Kidsafe Victoria warns more than 1000 children are left unattended in cars every year.

Kidsafe Victoria warns more than 1000 children are left unattended in cars every year. Photo: Getty

More than 1000 calls for children left unattended in cars every year are answered by emergency services and roadside assistance in Victoria, Kidsafe Victoria says.

The charity has issued a red alert before summer, launching its annual campaign, Do Not Leave Children Unattended in Cars.

“The temperature inside a parked car can be 20-30 degrees warmer than the outside temperature,” Kidsafe Victoria general manager Jason Chambers said on Friday.

“This means that on a typical Australian summer day, the temperature can reach over 50 to 60 degrees in a matter of minutes.”
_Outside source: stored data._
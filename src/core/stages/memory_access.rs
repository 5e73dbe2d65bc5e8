use crate::common::SimError;
use crate::core::pipeline::{MemWb, MemWbEntry};
use crate::core::simulator::Simulator;
use crate::history::{Channel, Stage};
use crate::memory::IO_BASE;

/// Executes EX/MEM: performs the load or store, if any, and forwards
/// everything else through to MEM/WB untouched. AlignmentError and
/// AddressError are fatal (§7) and halt the machine; UnknownIoAddress
/// is warning-only -- a read returns 0 and a write is dropped.
pub fn mem_stage(sim: &mut Simulator) {
    let Some(ex) = sim.ex_mem.entry else {
        sim.mem_wb = MemWb { entry: None };
        return;
    };

    let mut mem_data = 0u32;
    let addr = if ex.ctrl.is_io {
        IO_BASE.wrapping_add(ex.alu_result)
    } else {
        ex.alu_result
    };

    if ex.ctrl.mem_read {
        match sim.memory.read_word(addr) {
            Ok(word) => {
                mem_data = word;
                sim.history.track_read(Stage::Memory, Channel::MEM, word);
                if sim.trace {
                    eprintln!(
                        "MEM pc={:#010x} load addr={:#010x} val={:#010x}",
                        ex.pc, addr, word
                    );
                }
            }
            Err(SimError::UnknownIoAddress { .. }) => {}
            Err(err) => {
                sim.fault = Some(err);
                sim.halted = true;
            }
        }
    } else if ex.ctrl.mem_write {
        match sim.memory.write_word(addr, ex.store_data) {
            Ok(()) => {
                sim.history
                    .track_write(Stage::Memory, Channel::MEM, ex.store_data);
                if sim.trace {
                    eprintln!(
                        "MEM pc={:#010x} store addr={:#010x} val={:#010x}",
                        ex.pc, addr, ex.store_data
                    );
                }
            }
            Err(SimError::UnknownIoAddress { .. }) => {}
            Err(err) => {
                sim.fault = Some(err);
                sim.halted = true;
            }
        }
    }

    sim.mem_wb = MemWb {
        entry: Some(MemWbEntry {
            pc: ex.pc,
            instruction: ex.instruction,
            dest: ex.dest,
            alu_result: ex.alu_result,
            mem_data,
            ctrl: ex.ctrl,
        }),
    };
}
Mr Chambers warned children lose fluid quickly, become dehydrated and suffer from heat stroke, which can be life-threatening.

Kidsafe said 75 per cent of the temperature rise occurs within the first five minutes of closing the door and leaving the car.
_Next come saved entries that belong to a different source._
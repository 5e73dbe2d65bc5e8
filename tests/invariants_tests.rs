//! Integration tests for the pipeline's documented invariants (I1-I5).

use pipesim::Simulator;

/// I1: PC is always 4-byte aligned on fetch.
#[test]
fn pc_stays_word_aligned_across_a_run_with_branches() {
    let words = Simulator::assemble(
        "MOVI R1, #1\nMOVI R2, #1\nBEQ R1, R2, skip\nMOVI R3, #9\nskip: CALL sub\nHALT\nsub: RET\n",
    )
    .unwrap();
    let mut sim = Simulator::new();
    sim.load_program(&words, 0).unwrap();
    for _ in 0..40 {
        if !sim.step() {
            break;
        }
        assert_eq!(sim.regs.pc % 4, 0, "pc {:#x} is not word aligned", sim.regs.pc);
    }
}

/// I2: register 0 always reads back as 0, regardless of what targets
/// it during a run.
#[test]
fn register_zero_never_retains_a_write() {
    let words = Simulator::assemble("MOVI R0, #55\nADD R0, R0, R0\nHALT\n").unwrap();
    let mut sim = Simulator::new();
    sim.load_program(&words, 0).unwrap();
    sim.run(1000);
    assert_eq!(sim.regs.read(0), 0);
}

/// I3: exactly one history record is appended per cycle, with strictly
/// monotonic cycle numbers.
#[test]
fn history_has_exactly_one_record_per_cycle() {
    let words = Simulator::assemble("MOVI R1, #1\nMOVI R2, #2\nADD R3, R1, R2\nHALT\n").unwrap();
    let mut sim = Simulator::new();
    sim.load_program(&words, 0).unwrap();
    let summary = sim.run(1000);
    assert_eq!(sim.history.len() as u64, summary.cycles);
    for n in 0..summary.cycles {
        assert!(sim.history.get_cycle(n).is_some(), "missing cycle {}", n);
    }
}

/// I4: instructions committed never exceeds instructions fetched.
#[test]
fn committed_count_never_exceeds_fetched_count() {
    let words = Simulator::assemble(
        "MOVI R1, #1\nMOVI R2, #1\nBEQ R1, R2, skip\nMOVI R3, #9\nskip: MOVI R4, #2\nHALT\n",
    )
    .unwrap();
    let mut sim = Simulator::new();
    sim.load_program(&words, 0).unwrap();
    let summary = sim.run(1000);

    let mut fetched = 0u64;
    for n in 0..summary.cycles {
        let (_, events) = sim.history.get_cycle(n).unwrap();
        if events
            .iter()
            .any(|(stage, channel, _)| *stage == pipesim::history::Stage::Fetch && *channel == pipesim::history::Channel::PC)
        {
            fetched += 1;
        }
    }
    assert!(summary.instructions_committed <= fetched);
}

/// I5: the instruction sitting in IF/ID at the moment a branch is taken
/// in Execute never reaches Writeback -- the flushed MOVI R3 #9 inside
/// the not-taken arm must never execute.
#[test]
fn flushed_instruction_never_commits_architectural_effect() {
    let words = Simulator::assemble(
        "MOVI R1, #1\nMOVI R2, #1\nBEQ R1, R2, skip\nMOVI R3, #9\nskip: MOVI R4, #2\nHALT\n",
    )
    .unwrap();
    let mut sim = Simulator::new();
    sim.load_program(&words, 0).unwrap();
    sim.run(1000);
    assert_eq!(sim.regs.read(3), 0, "flushed instruction must not commit");
    assert_eq!(sim.regs.read(4), 2);
}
Tests conducted by Queensland motoring organisation, the RACQ, showed that when car windows are left open by 10 centimetres, the inside temperature is only five degrees cooler than with the windows closed.

“There’s never a safe amount of time to leave a child or pet locked in a car,” RACQ spokeswoman Clare Hunter said.

“Even with the windows down, a car can reach high temperatures in minutes, which can prove dangerous.”

As a part of their campaign, Kidsafe will install car park warning signs to act as reminders.

It is an offence in Victoria to leave a child unattended “for any longer than is reasonable without making appropriate arrangements for the child’s supervision and care”.

The penalties for leaving a child unattended in a car in Victoria include fines of more than $4000 and a maximum of six months imprisonment.

Across Australia, more than 5000 children are rescued after being left unattended in a car each year, Kidsafe says.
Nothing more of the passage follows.